3. Obligations of Company.
(a) Compliance. Company shall take all actions necessary in furtherance of, in compliance with, or otherwise in any way related to any change whatsoever in any applicable law, rule, statute, regulation, the entitlement and/or approval process, or other process or requirement relative to the procurement, entitlement, compliance, development, operation, or management of its Crowdfunding Platform Facility, that comes into being, occurs, accrues, becomes effective, or otherwise becomes applicable or required after the Effective Date of this Agreement.
(b) Bookkeeping and Accounting. Company shall maintain its own separate accounting, bookkeeping, billing, collection, cash management, payroll, record-keeping services and annual audit services consistent with Generally Accepted Accounting Principles as it relates to its ownership of the Crowdfunding Platform . (To comply with general accounting principles ) (G.A.A.P)
4. Manager Services.

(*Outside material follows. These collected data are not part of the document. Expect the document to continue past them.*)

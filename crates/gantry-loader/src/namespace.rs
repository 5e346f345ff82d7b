// Copyright (c) 2024-2026 Martin Schröder <info@swedishembedded.com>
//
// SPDX-License-Identifier: MIT
use std::collections::HashMap;
use std::sync::{Arc, RwLock};

use gantry_contract::ModuleLocation;
use tracing::{debug, warn};

use crate::{EntryDescriptor, HostBoundary, LoaderError, ModuleCatalog, ModuleManifest, SharedType};

/// Outcome of a name resolution inside a namespace.
#[derive(Clone)]
pub enum ResolvedType {
    /// Delegated to the parent boundary; identity is the host type.
    Shared(SharedType),
    /// Satisfied by one of the namespace's own module locations.
    Entry(Arc<EntryDescriptor>),
}

/// A private loading boundary built from a set of module locations.
///
/// Delegation is asymmetric: names in the parent [`HostBoundary`]'s shared
/// set always resolve through the parent (so host and module agree on type
/// identity for the contract surface); every other name resolves from the
/// namespace's own locations, in order, and stays invisible outside it.
///
/// Lives for the duration of the process; there is no unloading.
pub struct IsolatedNamespace {
    parent: Arc<HostBoundary>,
    /// Manifests snapshot, in location order. First provider of a name wins.
    modules: Vec<(ModuleLocation, Arc<ModuleManifest>)>,
    /// Names resolved so far; kept for the namespace lifetime.
    cache: RwLock<HashMap<String, ResolvedType>>,
}

impl IsolatedNamespace {
    /// Create a namespace over `locations`, delegating shared names to
    /// `parent`.
    ///
    /// Absent locations are a programming error detected eagerly, before any
    /// namespace state exists.  An *empty* location list is allowed (such a
    /// namespace can only resolve shared names).  Locations with no catalog
    /// entry are skipped with a warning; their names simply never resolve.
    pub fn create(
        locations: Option<Vec<ModuleLocation>>,
        parent: Arc<HostBoundary>,
        catalog: &ModuleCatalog,
    ) -> Result<Self, LoaderError> {
        let locations = locations.ok_or(LoaderError::MissingLocations)?;

        let mut modules = Vec::with_capacity(locations.len());
        for location in locations {
            match catalog.get(&location) {
                Some(manifest) => {
                    debug!(location = %location, module = manifest.name(), "attached module");
                    modules.push((location, manifest));
                }
                None => {
                    warn!(location = %location, "module location not in catalog; skipping");
                }
            }
        }

        Ok(Self {
            parent,
            modules,
            cache: RwLock::new(HashMap::new()),
        })
    }

    /// Resolve a fully-qualified type name inside this namespace.
    ///
    /// Safe to call from any thread; each name is resolved once and cached
    /// for the namespace lifetime.
    pub fn resolve(&self, name: &str) -> Result<ResolvedType, LoaderError> {
        if let Some(hit) = self
            .cache
            .read()
            .expect("namespace cache lock poisoned")
            .get(name)
        {
            return Ok(hit.clone());
        }

        let resolved = self.resolve_uncached(name)?;
        self.cache
            .write()
            .expect("namespace cache lock poisoned")
            .insert(name.to_string(), resolved.clone());
        Ok(resolved)
    }

    fn resolve_uncached(&self, name: &str) -> Result<ResolvedType, LoaderError> {
        // Shared contract names always go to the parent, never to a module,
        // so type identity stays unified across all namespaces.
        if let Some(shared) = self.parent.lookup(name) {
            debug!(name, "resolved through parent boundary");
            return Ok(ResolvedType::Shared(shared));
        }

        for (location, manifest) in &self.modules {
            if let Some(entry) = manifest.get(name) {
                debug!(name, location = %location, "resolved from module");
                return Ok(ResolvedType::Entry(entry));
            }
        }

        Err(LoaderError::ClassNotFound(name.to_string()))
    }

    /// Parent boundary this namespace delegates shared names to.
    pub fn parent(&self) -> &Arc<HostBoundary> {
        &self.parent
    }

    /// Locations that actually attached at creation, in order.
    pub fn attached_locations(&self) -> Vec<ModuleLocation> {
        self.modules.iter().map(|(loc, _)| loc.clone()).collect()
    }
}

// ─── Unit tests ──────────────────────────────────────────────────────────────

During the Term of this Agreement, Manager shall be responsible for the set- up, maintenance, administration, operation and management of the Crowdfunding Platform and shall provide all services typically required by Crowdfunding Platform of a similar type and size, including, but not limited to the following, which shall collectively be referred to herein as the “Manager Services”, all with prior written approval from Company in each event:
(a) Manager shall take any action necessary in furtherance of, in compliance with, or otherwise in any way related to any change whatsoever in any applicable law, rule, statute, regulation, the entitlement and/or approval process, or other process or requirement relative to the procurement, entitlement, compliance, development, operation, or management of the Crowdfunding Platform that comes into being, occurs, accrues, becomes effective, or otherwise becomes applicable or required after the Effective Date.
(b) Manager, on behalf of Company and at Company’s sole cost and expense, shall be responsible for selecting and contracting with any employees, third party consultants, independent contractors, vendors or service providers, which it deems to be necessary for the administration, operation and management of the Crowdfunding Platform.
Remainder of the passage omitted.